En fin, otro de sus emblemas “No puede ser” de La tabernera del Puerto ofrecido como primera propina e interpretado bajo de tono, se convirtió en una especie de “rezo” casi inaudible para llegar a un final en el que el artista echó el resto y arrancó las ovaciones de un público muy entregado. Difícil imaginar unas interpretaciones zarzueleras con menos chispa, con menos garbo y salero que las ofrecidas por Ana María Martínez, con una dicción borrosísima consecuencia de una emisión sin liberar y con la consabida “patata en la boca”. La soprano desgranó de manera inane “De España vengo” (que en su interpretación bien podría cambiarse por “De Finlandia vengo”) de El niño Judío y la petenera de “La Marchenera” de Moreno Torroba, así como el dúo de Luisa Fernanda y el pasodoble de La del manojo de rosas, donde ni siquiera el afán de Domingo le pudo contagiar algo de entusiasmo y salero.

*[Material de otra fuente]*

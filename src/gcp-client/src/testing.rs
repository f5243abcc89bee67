//! In-process stand-in for the Monitoring, Logging, Trace and OAuth endpoints.
//!
//! Only available with the `testing` feature:
//!
//! ```toml
//! [dev-dependencies]
//! gcp-client = { path = "../gcp-client", features = ["testing"] }
//! ```
//!
//! Each endpoint serves a fixed list of pages. Page `N` is returned for the
//! page token `page-N` and links to `page-N+1` while more pages remain.

use std::collections::HashMap;
use std::net::SocketAddr;
use std::sync::{Arc, Mutex, MutexGuard};
use std::time::Duration;

use axum::extract::{Path, RawQuery, State};
use axum::http::{HeaderMap, StatusCode, header};
use axum::routing::{get, post};
use axum::{Json, Router};
use common::config::HttpConfig;
use serde_json::{Value, json};
use tokio::net::TcpListener;
use tokio::task::JoinHandle;

/// The fake's routes.
#[derive(Debug, Clone, Copy, PartialEq, Eq, Hash)]
pub enum Endpoint {
    TimeSeries,
    LogEntries,
    Traces,
    Token,
}

impl Endpoint {
    /// Field holding the items of one page.
    fn items_field(self) -> &'static str {
        match self {
            Endpoint::TimeSeries => "timeSeries",
            Endpoint::LogEntries => "entries",
            Endpoint::Traces => "traces",
            Endpoint::Token => "",
        }
    }
}

/// One request as seen by the fake.
#[derive(Debug, Clone)]
pub struct RecordedRequest {
    pub endpoint: Endpoint,
    pub path: String,
    pub query: Option<String>,
    pub body: String,
    pub authorization: Option<String>,
}

impl RecordedRequest {
    /// Decoded value of a query parameter.
    pub fn query_param(&self, name: &str) -> Option<String> {
        self.query.as_deref().and_then(|q| form_value(q, name))
    }

    /// Decoded value of a form-encoded body field.
    pub fn form_param(&self, name: &str) -> Option<String> {
        form_value(&self.body, name)
    }

    pub fn json_body(&self) -> Option<Value> {
        serde_json::from_str(&self.body).ok()
    }
}

#[derive(Default)]
struct FakeState {
    pages: HashMap<Endpoint, Vec<Vec<Value>>>,
    failures: HashMap<Endpoint, (u16, String)>,
    requests: Vec<RecordedRequest>,
    token_ttl: u64,
    tokens_issued: usize,
}

type Shared = Arc<Mutex<FakeState>>;

pub struct FakeBackend {
    addr: SocketAddr,
    state: Shared,
    server: JoinHandle<()>,
}

impl FakeBackend {
    /// Serve on an ephemeral localhost port.
    pub async fn start() -> std::io::Result<Self> {
        let state: Shared = Arc::new(Mutex::new(FakeState {
            token_ttl: 3600,
            ..FakeState::default()
        }));

        let app = Router::new()
            .route("/v3/projects/:project/timeSeries", get(time_series))
            .route("/v2/*method", post(log_entries))
            .route("/v1/projects/:project/traces", get(traces))
            .route("/token", post(token))
            .with_state(state.clone());

        let listener = TcpListener::bind("127.0.0.1:0").await?;
        let addr = listener.local_addr()?;
        let server = tokio::spawn(async move {
            if let Err(e) = axum::serve(listener, app).await {
                log::error!("Fake backend stopped: {e}");
            }
        });

        Ok(Self {
            addr,
            state,
            server,
        })
    }

    pub fn base_url(&self) -> String {
        format!("http://{}", self.addr)
    }

    /// OAuth token endpoint, for use as a credential's `token_uri`.
    pub fn token_uri(&self) -> String {
        format!("{}/token", self.base_url())
    }

    /// HTTP settings pointing every API at this fake.
    pub fn http_config(&self) -> HttpConfig {
        HttpConfig {
            timeout: Duration::from_secs(5),
            connect_timeout: Duration::from_secs(1),
            monitoring_endpoint: self.base_url(),
            logging_endpoint: self.base_url(),
            trace_endpoint: self.base_url(),
        }
    }

    /// Pages served by `endpoint`, each a list of JSON items.
    pub fn set_pages(&self, endpoint: Endpoint, pages: Vec<Vec<Value>>) {
        self.lock().pages.insert(endpoint, pages);
    }

    /// Answer every request to `endpoint` with an error status.
    pub fn fail(&self, endpoint: Endpoint, status: u16, message: impl Into<String>) {
        self.lock()
            .failures
            .insert(endpoint, (status, message.into()));
    }

    pub fn clear_failure(&self, endpoint: Endpoint) {
        self.lock().failures.remove(&endpoint);
    }

    /// Lifetime of issued tokens, in seconds.
    pub fn set_token_ttl(&self, seconds: u64) {
        self.lock().token_ttl = seconds;
    }

    pub fn tokens_issued(&self) -> usize {
        self.lock().tokens_issued
    }

    pub fn requests(&self) -> Vec<RecordedRequest> {
        self.lock().requests.clone()
    }

    pub fn requests_to(&self, endpoint: Endpoint) -> Vec<RecordedRequest> {
        self.lock()
            .requests
            .iter()
            .filter(|r| r.endpoint == endpoint)
            .cloned()
            .collect()
    }

    fn lock(&self) -> MutexGuard<'_, FakeState> {
        lock(&self.state)
    }
}

impl Drop for FakeBackend {
    fn drop(&mut self) {
        self.server.abort();
    }
}

fn lock(state: &Shared) -> MutexGuard<'_, FakeState> {
    state.lock().unwrap_or_else(|poisoned| poisoned.into_inner())
}

fn form_value(encoded: &str, name: &str) -> Option<String> {
    url::form_urlencoded::parse(encoded.as_bytes())
        .find(|(key, _)| key == name)
        .map(|(_, value)| value.into_owned())
}

type Reply = (StatusCode, Json<Value>);

fn record(
    state: &Shared,
    endpoint: Endpoint,
    path: String,
    query: Option<String>,
    headers: &HeaderMap,
    body: String,
) -> Result<(), Reply> {
    let mut state = lock(state);
    state.requests.push(RecordedRequest {
        endpoint,
        path,
        query,
        body,
        authorization: headers
            .get(header::AUTHORIZATION)
            .and_then(|v| v.to_str().ok())
            .map(str::to_string),
    });

    match state.failures.get(&endpoint) {
        Some((status, message)) => {
            let code = StatusCode::from_u16(*status).unwrap_or(StatusCode::INTERNAL_SERVER_ERROR);
            let body = json!({
                "error": { "code": status, "message": message, "status": code.canonical_reason().unwrap_or("") }
            });
            Err((code, Json(body)))
        }
        None => Ok(()),
    }
}

fn page(state: &Shared, endpoint: Endpoint, page_token: Option<&str>) -> Reply {
    let state = lock(state);
    let pages = state.pages.get(&endpoint).cloned().unwrap_or_default();
    let index = page_token
        .and_then(|t| t.strip_prefix("page-"))
        .and_then(|n| n.parse::<usize>().ok())
        .unwrap_or(0);

    let mut body = serde_json::Map::new();
    body.insert(
        endpoint.items_field().to_string(),
        Value::Array(pages.get(index).cloned().unwrap_or_default()),
    );
    if index + 1 < pages.len() {
        body.insert(
            "nextPageToken".to_string(),
            Value::String(format!("page-{}", index + 1)),
        );
    }
    (StatusCode::OK, Json(Value::Object(body)))
}

async fn time_series(
    State(state): State<Shared>,
    Path(project): Path<String>,
    RawQuery(query): RawQuery,
    headers: HeaderMap,
) -> Reply {
    let path = format!("/v3/projects/{project}/timeSeries");
    if let Err(reply) = record(&state, Endpoint::TimeSeries, path, query.clone(), &headers, String::new()) {
        return reply;
    }
    let token = query.as_deref().and_then(|q| form_value(q, "pageToken"));
    page(&state, Endpoint::TimeSeries, token.as_deref())
}

async fn log_entries(
    State(state): State<Shared>,
    Path(method): Path<String>,
    headers: HeaderMap,
    body: String,
) -> Reply {
    if method != "entries:list" {
        return (
            StatusCode::NOT_FOUND,
            Json(json!({ "error": { "code": 404, "message": format!("unknown method {method}") } })),
        );
    }
    let path = format!("/v2/{method}");
    if let Err(reply) = record(&state, Endpoint::LogEntries, path, None, &headers, body.clone()) {
        return reply;
    }
    let token = serde_json::from_str::<Value>(&body)
        .ok()
        .and_then(|v| v.get("pageToken").and_then(Value::as_str).map(str::to_string));
    page(&state, Endpoint::LogEntries, token.as_deref())
}

async fn traces(
    State(state): State<Shared>,
    Path(project): Path<String>,
    RawQuery(query): RawQuery,
    headers: HeaderMap,
) -> Reply {
    let path = format!("/v1/projects/{project}/traces");
    if let Err(reply) = record(&state, Endpoint::Traces, path, query.clone(), &headers, String::new()) {
        return reply;
    }
    let token = query.as_deref().and_then(|q| form_value(q, "pageToken"));
    page(&state, Endpoint::Traces, token.as_deref())
}

async fn token(State(state): State<Shared>, headers: HeaderMap, body: String) -> Reply {
    if let Err(reply) = record(&state, Endpoint::Token, "/token".to_string(), None, &headers, body) {
        return reply;
    }
    let mut state = lock(&state);
    state.tokens_issued += 1;
    (
        StatusCode::OK,
        Json(json!({
            "access_token": format!("fake-token-{}", state.tokens_issued),
            "token_type": "Bearer",
            "expires_in": state.token_ttl,
        })),
    )
}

La escasez de ensayos y fata de preparación del concierto fue palpable en todo momento y la dirección de Alejo Pérez fue aseada pero anodina y caracterizada por una asepsia plúmbea, a una orquesta sorprendentemente poblada y que cada vez más, se apunta a un sonido grueso y voluminoso. De los fragmentos orquestales escuchados, apenas destacar el preludio de “El tambor de granaderos” de Chapí que tuvo algo de vida.
A la ya citada romanza de Leandro de La tabernera del puerto se añadieron como propinas unas “esaborías” carceleras de “Las hijas del Zebedeo” interpretadas por Martínez, una extraña versión a dúo de la bellísima “Del cabello más sutil” de Obradors, Granada de Lara y la repitición del “Torero quiero ser” del dúo de El gato montés, en el que Domingo dibujó nuevas verónicas toreras, mientras la soprano realizaba al compás del pasodoble, un ridículo movimiento de hombros con escasísima gracia.
El divo madrileño besó el escenario del teatro de su ciudad natal en agradecimiento a los vítores y muestras de cariño de un público muy entregado.